**What to do:** Check every line of the following material for the word "SchemaField", then say how many have it, with no other words.

**Available data:**
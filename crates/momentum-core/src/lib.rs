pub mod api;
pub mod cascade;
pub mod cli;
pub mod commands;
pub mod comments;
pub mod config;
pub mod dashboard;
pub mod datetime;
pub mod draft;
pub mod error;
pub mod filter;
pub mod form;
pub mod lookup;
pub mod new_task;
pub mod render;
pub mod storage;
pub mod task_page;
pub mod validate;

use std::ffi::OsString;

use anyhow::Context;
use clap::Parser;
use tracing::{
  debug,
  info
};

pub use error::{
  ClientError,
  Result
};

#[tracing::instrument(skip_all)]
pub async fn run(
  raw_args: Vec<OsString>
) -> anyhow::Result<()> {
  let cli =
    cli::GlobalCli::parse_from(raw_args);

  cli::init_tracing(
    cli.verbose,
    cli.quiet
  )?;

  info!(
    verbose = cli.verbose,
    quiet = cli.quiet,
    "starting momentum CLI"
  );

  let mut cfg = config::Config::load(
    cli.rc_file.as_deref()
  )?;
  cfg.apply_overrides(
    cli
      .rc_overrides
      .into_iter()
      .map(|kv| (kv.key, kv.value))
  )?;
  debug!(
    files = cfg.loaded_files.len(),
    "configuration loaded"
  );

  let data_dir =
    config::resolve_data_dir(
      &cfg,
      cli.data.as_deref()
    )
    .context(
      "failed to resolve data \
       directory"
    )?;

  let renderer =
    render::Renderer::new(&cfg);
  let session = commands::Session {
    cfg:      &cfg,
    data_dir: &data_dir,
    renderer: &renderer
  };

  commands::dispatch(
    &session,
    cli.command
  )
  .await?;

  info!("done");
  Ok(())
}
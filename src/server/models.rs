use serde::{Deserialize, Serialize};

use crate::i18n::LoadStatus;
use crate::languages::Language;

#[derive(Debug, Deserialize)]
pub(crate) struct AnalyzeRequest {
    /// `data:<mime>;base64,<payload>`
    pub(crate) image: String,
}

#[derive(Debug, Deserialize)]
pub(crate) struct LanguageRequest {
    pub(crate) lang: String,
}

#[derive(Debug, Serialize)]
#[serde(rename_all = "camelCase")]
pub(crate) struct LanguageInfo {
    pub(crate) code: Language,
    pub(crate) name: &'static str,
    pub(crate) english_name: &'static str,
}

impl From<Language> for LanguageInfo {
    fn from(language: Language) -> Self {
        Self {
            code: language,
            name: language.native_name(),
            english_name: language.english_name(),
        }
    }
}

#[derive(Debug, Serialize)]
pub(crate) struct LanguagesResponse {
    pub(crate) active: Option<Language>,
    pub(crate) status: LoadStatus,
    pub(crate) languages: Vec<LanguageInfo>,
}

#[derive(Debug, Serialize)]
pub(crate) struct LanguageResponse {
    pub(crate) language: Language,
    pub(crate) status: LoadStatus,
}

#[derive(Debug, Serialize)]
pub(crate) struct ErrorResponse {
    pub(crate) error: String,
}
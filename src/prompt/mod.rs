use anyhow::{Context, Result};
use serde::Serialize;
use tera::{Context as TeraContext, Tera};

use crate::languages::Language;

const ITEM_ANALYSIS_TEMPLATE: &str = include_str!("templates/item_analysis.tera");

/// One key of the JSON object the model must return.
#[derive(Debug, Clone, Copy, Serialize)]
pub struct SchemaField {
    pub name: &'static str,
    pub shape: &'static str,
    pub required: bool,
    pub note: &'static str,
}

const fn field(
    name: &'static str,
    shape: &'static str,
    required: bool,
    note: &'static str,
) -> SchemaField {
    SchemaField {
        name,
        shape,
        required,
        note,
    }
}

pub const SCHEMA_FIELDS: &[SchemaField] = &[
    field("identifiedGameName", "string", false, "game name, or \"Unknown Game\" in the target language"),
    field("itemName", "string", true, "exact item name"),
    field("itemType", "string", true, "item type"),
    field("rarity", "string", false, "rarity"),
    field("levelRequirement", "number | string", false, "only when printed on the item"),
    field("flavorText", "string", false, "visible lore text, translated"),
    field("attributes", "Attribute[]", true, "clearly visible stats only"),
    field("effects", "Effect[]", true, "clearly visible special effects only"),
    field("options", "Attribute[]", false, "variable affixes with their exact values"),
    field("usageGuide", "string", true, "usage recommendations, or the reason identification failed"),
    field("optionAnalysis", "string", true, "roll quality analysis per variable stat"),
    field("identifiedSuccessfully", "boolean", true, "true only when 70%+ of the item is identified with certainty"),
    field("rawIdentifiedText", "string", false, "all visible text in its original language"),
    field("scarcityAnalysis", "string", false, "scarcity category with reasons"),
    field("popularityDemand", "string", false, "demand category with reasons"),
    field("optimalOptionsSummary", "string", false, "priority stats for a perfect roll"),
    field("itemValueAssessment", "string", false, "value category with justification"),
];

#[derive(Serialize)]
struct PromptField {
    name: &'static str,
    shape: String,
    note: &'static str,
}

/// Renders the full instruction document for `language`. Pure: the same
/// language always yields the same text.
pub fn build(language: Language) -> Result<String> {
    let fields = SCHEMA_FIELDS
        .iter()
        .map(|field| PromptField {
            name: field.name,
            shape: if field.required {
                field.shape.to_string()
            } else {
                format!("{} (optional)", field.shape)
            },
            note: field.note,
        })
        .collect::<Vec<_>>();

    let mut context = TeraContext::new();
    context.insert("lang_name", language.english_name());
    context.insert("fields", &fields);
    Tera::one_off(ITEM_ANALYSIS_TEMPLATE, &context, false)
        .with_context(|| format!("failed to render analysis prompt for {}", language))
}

**Result of this task:** 4